L’Italia e altri 17 Paesi nell’Alleanza per l’abbandono del carbone

Dalla COP 23 sul clima di Bonn nasce la Powering Past Coal Alliance. Si punta ad avere 50 membri entro il prossimo vertice ONU del 2018
Carbone addio: 18 Paesi fanno squadra sul phase out  di questa fonte fossile. Sotto riflettori della COP 23 sui cambiamenti climatici, in corso a Bonn fino a domani, un nutrito gruppo di nazioni e stati ha deciso di unirsi nella Powering Past Coal Alliance, alleanza internazionale per l’abbandono del carbone prima del 2030. Dentro Paesi come Gran Bretagna, Canada, Danimarca, Italia (vedi gli obiettivi contenuti nella Strategia Energetica Nazionale 2030), Francia ma anche Paesi Bassi, Portogallo, Belgio, Svizzera, Nuova Zelanda, Angola, Cile, Messico e Isole Marshall, per un totale di 25 governi tra nazionali e locali. Ma l’alleanza mira a spandersi velocemente.
 
La coalizione spera di coinvolgere fino 50 membri prima prossimo vertice ONU sui cambiamenti climatici, che si terrà Katowice, in Polonia nel 2018. L’ambizione è quella di guidare il resto del mondo nella transizione dal carbone all’energia pulita. Per farlo i membri dell’alleanza si impegnano a intraprendere azioni come l’adozione di obiettivi per l’abbandono progressivo della fonte, impegnandosi a non investire ulteriormente nell’elettricità a carbone nelle loro giurisdizioni o all’estero.

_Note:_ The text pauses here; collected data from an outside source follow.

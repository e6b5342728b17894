use std::path::{Path, PathBuf};

use clap::Parser;
use eyre::eyre;
use log::{info, warn};

use wzlstream::{
    config::{parse_config, parse_config_from_file, Config},
    open_archive, Loader, LoaderEvent, Sprite,
};

#[derive(Debug, Parser)]
#[command(version, about, long_about = None)]
pub struct WzlStreamCli {
    /// Archive name, e.g. `hum` for hum.wzx and hum.wzl
    pub archive: String,
    /// Folder with local archive pairs
    #[arg(short, long)]
    pub data_dir: Option<PathBuf>,
    /// Origin serving `data/<archive>.wzx` and `data/<archive>.wzl`
    #[arg(short, long)]
    pub base_url: Option<String>,
    /// Path to config.toml. Defaults to the one next to the binary
    #[arg(short, long)]
    pub config: Option<PathBuf>,
    /// Writes every sprite as <out>/<slot>.png
    #[arg(short, long)]
    pub out: Option<PathBuf>,
    /// Slots to load first
    #[arg(short, long)]
    pub priority: Vec<usize>,
    /// Only load requested slots right away
    #[arg(long)]
    pub on_demand: bool,
    /// Keep a copy of fetched archives in the data folder
    #[arg(long)]
    pub mirror: bool,
}

#[derive(Debug, PartialEq, Eq)]
pub enum CliRes {
    Ok,
    Err,
}

impl WzlStreamCli {
    /// Config file first, flags on top.
    fn config(&self) -> eyre::Result<Config> {
        let mut config = match &self.config {
            Some(path) => parse_config_from_file(path)?,
            None => parse_config()?,
        };

        if let Some(data_dir) = &self.data_dir {
            config.data_dir = Some(data_dir.clone());
        }

        if let Some(base_url) = &self.base_url {
            config.base_url = Some(base_url.clone());
        }

        config.on_demand |= self.on_demand;
        config.mirror |= self.mirror;

        if config.mirror && config.data_dir.is_none() {
            return Err(eyre!("--mirror needs a data folder"));
        }

        Ok(config)
    }
}

fn write_sprite(out: &Path, slot: usize, sprite: &Sprite) -> eyre::Result<()> {
    let image: image::RgbaImage = sprite
        .to_rgba_image()
        .ok_or_else(|| eyre!("Sprite {slot} does not match its dimensions"))?;

    image.save_with_format(out.join(format!("{slot}.png")), image::ImageFormat::Png)?;

    Ok(())
}

pub fn run(cli: WzlStreamCli) -> eyre::Result<CliRes> {
    let config = cli.config()?;
    let transport = open_archive(&config, &cli.archive)?;

    if let Some(out) = &cli.out {
        std::fs::create_dir_all(out)?;
    }

    let (mut loader, events) =
        Loader::with_channel(cli.archive.as_str(), transport, config.loader_options());

    loader.load(&cli.priority)?;

    let mut loaded = 0usize;
    let mut res = CliRes::Err;

    for event in events.iter() {
        match event {
            LoaderEvent::SpriteLoaded { slot, sprite, .. } => {
                loaded += 1;

                if let Some(out) = &cli.out {
                    // empty slots have nothing worth writing
                    if !sprite.is_empty {
                        if let Err(err) = write_sprite(out, slot, &sprite) {
                            warn!("Cannot write slot {slot}: {err}");
                        }
                    }
                }

                if loaded % 1000 == 0 {
                    info!("{loaded} slots loaded");
                }
            }
            LoaderEvent::ArchiveLoaded { archive } => {
                println!("{archive}: {loaded} slots loaded");
                res = CliRes::Ok;
                break;
            }
            LoaderEvent::ArchiveFailed { archive, reason } => {
                println!("{archive}: {reason} ({loaded} slots loaded)");
                break;
            }
        }
    }

    loader.join()?;

    Ok(res)
}

pub fn cli() -> CliRes {
    let cli = WzlStreamCli::parse();

    match run(cli) {
        Ok(res) => res,
        Err(err) => {
            println!("{}", err);
            CliRes::Err
        }
    }
}

#[cfg(test)]
mod test {
    use std::ffi::OsString;

    use super::*;

    #[test]
    fn parse_args() {
        let cli = WzlStreamCli::try_parse_from([
            "wzlstream",
            "hum",
            "--base-url",
            "http://origin",
            "-p",
            "3",
            "-p",
            "7",
            "--on-demand",
        ])
        .unwrap();

        assert_eq!(cli.archive, "hum");
        assert_eq!(cli.base_url.as_deref(), Some("http://origin"));
        assert_eq!(cli.priority, vec![3, 7]);
        assert!(cli.on_demand);
        assert!(!cli.mirror);
    }

    #[test]
    fn flags_override_config() {
        let dir = tempfile::tempdir().unwrap();
        let config_path = dir.path().join("config.toml");
        std::fs::write(&config_path, "base_url = \"http://a\"\nlocal_chunk_size = 64").unwrap();

        let args: Vec<OsString> = vec![
            "wzlstream".into(),
            "hum".into(),
            "--config".into(),
            config_path.into(),
            "--base-url".into(),
            "http://b".into(),
        ];
        let cli = WzlStreamCli::try_parse_from(args).unwrap();

        let config = cli.config().unwrap();

        assert_eq!(config.base_url.as_deref(), Some("http://b"));
        assert_eq!(config.local_chunk_size, 64);
    }

    #[test]
    fn mirror_needs_data_dir() {
        let dir = tempfile::tempdir().unwrap();
        let config_path = dir.path().join("config.toml");
        std::fs::write(&config_path, "").unwrap();

        let mut cli = WzlStreamCli::try_parse_from(["wzlstream", "hum", "--mirror"]).unwrap();
        cli.config = Some(config_path);

        assert!(cli.config().is_err());
    }
}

“L’eliminazione progressiva della tradizionale potenza del carbone è uno dei passi più importanti che i governi possono adottare per affrontare i cambiamenti climatici e rispettare l’impegno di mantenere la temperatura globale ben al di sotto dei 2° C e di proseguire gli sforzi per limitarlo a 1,5° C”, si legge della dichiarazione congiunta della Powering Past Coal Alliance. La coalizione è aperta anche ad aziende e organizzazione prevedono sforzi calibrati per ogni realtà. I partner governativi dovranno eliminare progressivamente l’attuale potenza di carbone tradizionale nelle rispettive giurisdizioni e su una moratoria su tutte le nuove centrali. Le imprese e gli altri partner non governativi si dovranno impegnare a scegliere un’alimentazione energetica pulita. Per sostenere questi obiettivi, i firmatari dell’Alleanza lavoreranno insieme per condividere esempi e best practice che sostengono il graduale abbandono del carbone, anche attraverso finanziamenti climatici.
 
“Incoraggeremo anche i nostri pari a unirsi a noi nel consegnare il carbone al passato per costruire un mondo migliore per i nostri figli e nipoti – spiegano i firmatari – Come soci fondatori, lavoreremo per far crescere l’alleanza fino a 50 partner da COP24, per continuare la spinta verso un clima più sicuro, persone più sane e un’economia pulita”.